= About this task =
Take the lines below from the first through the one that contains "so a failure" and copy them exactly.

Data items:
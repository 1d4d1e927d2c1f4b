// grocer/src/checkout/mod.rs

//! Checkout orchestration.
//!
//! A checkout attempt runs as a [`Pipeline`](crate::flow::Pipeline) over
//! [`CheckoutCtxData`]: validate, redeem credits, collect payment, save the
//! delivery address, persist the order, persist its items, clear the cart.
//! Credit redemption and order creation carry compensations, so a failure
//! further down refunds the credits and deletes the half-written order.

pub mod context;
pub mod pipeline;

pub use context::{CheckoutCtxData, SchemaCapabilities};
pub use pipeline::{build_checkout_pipeline, steps};

use crate::error::CheckoutError;
use crate::order::{AddressId, AddressInput, OrderId};
use crate::payment::PaymentMethod;
use serde::Serialize;

/// What the shopper chose on the cart screen.
#[derive(Debug, Clone, PartialEq)]
pub struct PlaceOrderOptions {
  pub address: AddressInput,
  pub credits_to_use: u32,
  pub payment_method: PaymentMethod,
  /// Persist `address` as a new saved address.
  pub save_address: bool,
  /// A previously saved address picked from the list; reused as-is.
  pub saved_address_id: Option<AddressId>,
}

impl PlaceOrderOptions {
  pub fn new(address: AddressInput) -> Self {
    Self {
      address,
      credits_to_use: 0,
      payment_method: PaymentMethod::Cod,
      save_address: false,
      saved_address_id: None,
    }
  }

  pub fn with_credits(mut self, credits: u32) -> Self {
    self.credits_to_use = credits;
    self
  }

  pub fn paying_with(mut self, method: PaymentMethod) -> Self {
    self.payment_method = method;
    self
  }

  pub fn saving_address(mut self) -> Self {
    self.save_address = true;
    self
  }

  pub fn using_saved_address(mut self, id: AddressId) -> Self {
    self.saved_address_id = Some(id);
    self
  }

  pub(crate) fn needs_address_insert(&self) -> bool {
    self.save_address && self.saved_address_id.is_none()
  }
}

/// A completed checkout.
#[derive(Debug, Clone, PartialEq, Serialize)]
pub struct CheckoutReceipt {
  pub order_id: OrderId,
  pub subtotal: f64,
  pub discount: f64,
  pub final_total: f64,
  pub credits_used: u32,
  pub payment_reference: Option<String>,
  pub delivery_address_id: Option<AddressId>,
}

/// The result shape handed to the UI layer.
#[derive(Debug, Clone, PartialEq, Serialize)]
pub struct CheckoutOutcome {
  pub success: bool,
  pub order_id: Option<OrderId>,
  pub error: Option<String>,
  #[serde(skip_serializing_if = "Option::is_none")]
  pub receipt: Option<CheckoutReceipt>,
}

impl From<Result<CheckoutReceipt, CheckoutError>> for CheckoutOutcome {
  fn from(result: Result<CheckoutReceipt, CheckoutError>) -> Self {
    match result {
      Ok(receipt) => CheckoutOutcome {
        success: true,
        order_id: Some(receipt.order_id),
        error: None,
        receipt: Some(receipt),
      },
      Err(e) => CheckoutOutcome {
        success: false,
        order_id: None,
        error: Some(e.to_string()),
        receipt: None,
      },
    }
  }
}

/// Totals shown on the cart screen before the shopper commits.
#[derive(Debug, Clone, Copy, PartialEq, Serialize)]
pub struct CheckoutQuote {
  pub subtotal: f64,
  pub max_redeemable: u32,
  pub credits_to_use: u32,
  pub discount: f64,
  pub final_total: f64,
  /// Credits the final total would earn once paid.
  pub credits_to_earn: u32,
}

/// `max(0, subtotal - discount)`.
pub fn final_total(subtotal: f64, discount: f64) -> f64 {
  (subtotal - discount).max(0.0)
}

/// Two-decimal rendering for display. Calculations never round.
pub fn format_amount(amount: f64) -> String {
  format!("{amount:.2}")
}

= Task output =
repository 1d4d1e927d2c1f4b
// grocer/src/checkout/mod.rs

//! Checkout orchestration.
//!
//! A checkout attempt runs as a [`Pipeline`](crate::flow::Pipeline) over
//! [`CheckoutCtxData`]: validate, redeem credits, collect payment, save the
//! delivery address, persist the order, persist its items, clear the cart.
//! Credit redemption and order creation carry compensations, so a failure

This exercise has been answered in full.